(Dataset entries)
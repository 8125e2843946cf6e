//! Cache Statistics Module
//!
//! Tracks store activity: lookups, expirations and reclaimer sweeps.

use std::sync::atomic::{AtomicU64, Ordering};
use std::sync::Mutex;

use chrono::{DateTime, Utc};
use serde::Serialize;

// == Store Stats ==
/// Point-in-time snapshot of store activity.
#[derive(Debug, Clone, Default, PartialEq, Serialize)]
pub struct StoreStats {
    /// Number of lookups that found their key
    pub hits: u64,
    /// Number of lookups that did not find their key
    pub misses: u64,
    /// Number of entries removed by the reclaimer
    pub expired: u64,
    /// Number of sweeps performed by the reclaimer
    pub sweeps: u64,
    /// Current number of entries in the table
    pub total_entries: usize,
    /// Wall-clock time of the most recent sweep
    pub last_sweep_at: Option<DateTime<Utc>>,
}

impl StoreStats {
    // == Hit Rate ==
    /// Calculates the lookup hit rate.
    ///
    /// Returns hits / (hits + misses), or 0.0 if no lookups have been made.
    pub fn hit_rate(&self) -> f64 {
        let total = self.hits + self.misses;
        if total == 0 {
            0.0
        } else {
            self.hits as f64 / total as f64
        }
    }
}

// == Stats Counters ==
/// Live counters behind [`StoreStats`].
///
/// Lookups run under a shared lock, so every counter is atomic.
#[derive(Debug, Default)]
pub struct StatsCounters {
    hits: AtomicU64,
    misses: AtomicU64,
    expired: AtomicU64,
    sweeps: AtomicU64,
    last_sweep_at: Mutex<Option<DateTime<Utc>>>,
}

impl StatsCounters {
    pub fn new() -> Self {
        Self::default()
    }

    /// Records the outcome of a lookup.
    pub fn record_lookup(&self, found: bool) {
        let counter = if found { &self.hits } else { &self.misses };
        counter.fetch_add(1, Ordering::Relaxed);
    }

    /// Records a completed sweep that removed `removed` entries.
    pub fn record_sweep(&self, removed: usize) {
        self.sweeps.fetch_add(1, Ordering::Relaxed);
        self.expired.fetch_add(removed as u64, Ordering::Relaxed);
        let mut last = self
            .last_sweep_at
            .lock()
            .unwrap_or_else(|poisoned| poisoned.into_inner());
        *last = Some(Utc::now());
    }

    // == Snapshot ==
    /// Copies the counters into a [`StoreStats`].
    pub fn snapshot(&self, total_entries: usize) -> StoreStats {
        let last_sweep_at = *self
            .last_sweep_at
            .lock()
            .unwrap_or_else(|poisoned| poisoned.into_inner());
        StoreStats {
            hits: self.hits.load(Ordering::Relaxed),
            misses: self.misses.load(Ordering::Relaxed),
            expired: self.expired.load(Ordering::Relaxed),
            sweeps: self.sweeps.load(Ordering::Relaxed),
            total_entries,
            last_sweep_at,
        }
    }
}
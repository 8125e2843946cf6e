//! Error types for the expiring store
//!
//! Provides unified error handling using thiserror.

use thiserror::Error;

// == Store Error Enum ==
/// Unified error type for store construction.
///
/// Access operations never fail; a missing key is reported as `None`.
#[derive(Error, Debug, Clone, PartialEq, Eq)]
pub enum StoreError {
    /// Configuration cannot drive a store
    #[error("Invalid configuration: {0}")]
    InvalidConfig(String),

    /// No tokio runtime available to host the reclaimer
    #[error("No tokio runtime available: the reclaimer must be spawned from within a runtime")]
    NoRuntime,
}

// == Result Type Alias ==
/// Convenience Result type for the store.
pub type Result<T> = std::result::Result<T, StoreError>;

→ **Assignment**
Transcribe every record above word for word.

→ **Task result**
repository 8125e2843946cf6e
//! Cache Statistics Module
//!
//! Tracks store activity: lookups, expirations and reclaimer sweeps.

use std::sync::atomic::{AtomicU64, Ordering};
use std::sync::Mutex;

use chrono::{DateTime, Utc};
use serde::Serialize;

// == Store Stats ==
/// Point-in-time snapshot of store activity.
#[derive(Debug, Clone, Default, PartialEq, Serialize)]
pub struct StoreStats {
    /// Number of lookups that found their key
    pub hits: u64,
    /// Number of lookups that did not find their key
    pub misses: u64,
    /// Number of entries removed by the reclaimer
    pub expired: u64,
    /// Number of sweeps performed by the reclaimer
    pub sweeps: u64,
    /// Current number of entries in the table
    pub total_entries: usize,
    /// Wall-clock time of the most recent sweep
    pub last_sweep_at: Option<DateTime<Utc>>,
}

impl StoreStats {
    // == Hit Rate ==
    /// Calculates the lookup hit rate.
    ///
    /// Returns hits / (hits + misses), or 0.0 if no lookups have been made.
    pub fn hit_rate(&self) -> f64 {
        let total = self.hits + self.misses;
        if total == 0 {
            0.0
        } else {
            self.hits as f64 / total as f64
        }
    }
}

// == Stats Counters ==
/// Live counters behind [`StoreStats`].
///
/// Lookups run under a shared lock, so every counter is atomic.
#[derive(Debug, Default)]
pub struct StatsCounters {
    hits: AtomicU64,
    misses: AtomicU64,
    expired: AtomicU64,
    sweeps: AtomicU64,
    last_sweep_at: Mutex<Option<DateTime<Utc>>>,
}

impl StatsCounters {
    pub fn new() -> Self {
        Self::default()
    }

    /// Records the outcome of a lookup.
    pub fn record_lookup(&self, found: bool) {
        let counter = if found { &self.hits } else { &self.misses };
        counter.fetch_add(1, Ordering::Relaxed);
    }

    /// Records a completed sweep that removed `removed` entries.
    pub fn record_sweep(&self, removed: usize) {
        self.sweeps.fetch_add(1, Ordering::Relaxed);
        self.expired.fetch_add(removed as u64, Ordering::Relaxed);
        let mut last = self
            .last_sweep_at
            .lock()
            .unwrap_or_else(|poisoned| poisoned.into_inner());
        *last = Some(Utc::now());
    }

    // == Snapshot ==
    /// Copies the counters into a [`StoreStats`].
    pub fn snapshot(&self, total_entries: usize) -> StoreStats {
        let last_sweep_at = *self
            .last_sweep_at
            .lock()
            .unwrap_or_else(|poisoned| poisoned.into_inner());
        StoreStats {
            hits: self.hits.load(Ordering::Relaxed),
            misses: self.misses.load(Ordering::Relaxed),
            expired: self.expired.load(Ordering::Relaxed),
            sweeps: self.sweeps.load(Ordering::Relaxed),
            total_entries,
            last_sweep_at,
        }
    }
}
repository 8125e2843946cf6e
//! Error types for the expiring store
//!
//! Provides unified error handling using thiserror.

use thiserror::Error;

// == Store Error Enum ==
/// Unified error type for store construction.
///
/// Access operations never fail; a missing key is reported as `None`.
#[derive(Error, Debug, Clone, PartialEq, Eq)]
pub enum StoreError {
    /// Configuration cannot drive a store
    #[error("Invalid configuration: {0}")]
    InvalidConfig(String),

    /// No tokio runtime available to host the reclaimer
    #[error("No tokio runtime available: the reclaimer must be spawned from within a runtime")]
    NoRuntime,
}

// == Result Type Alias ==
/// Convenience Result type for the store.
pub type Result<T> = std::result::Result<T, StoreError>;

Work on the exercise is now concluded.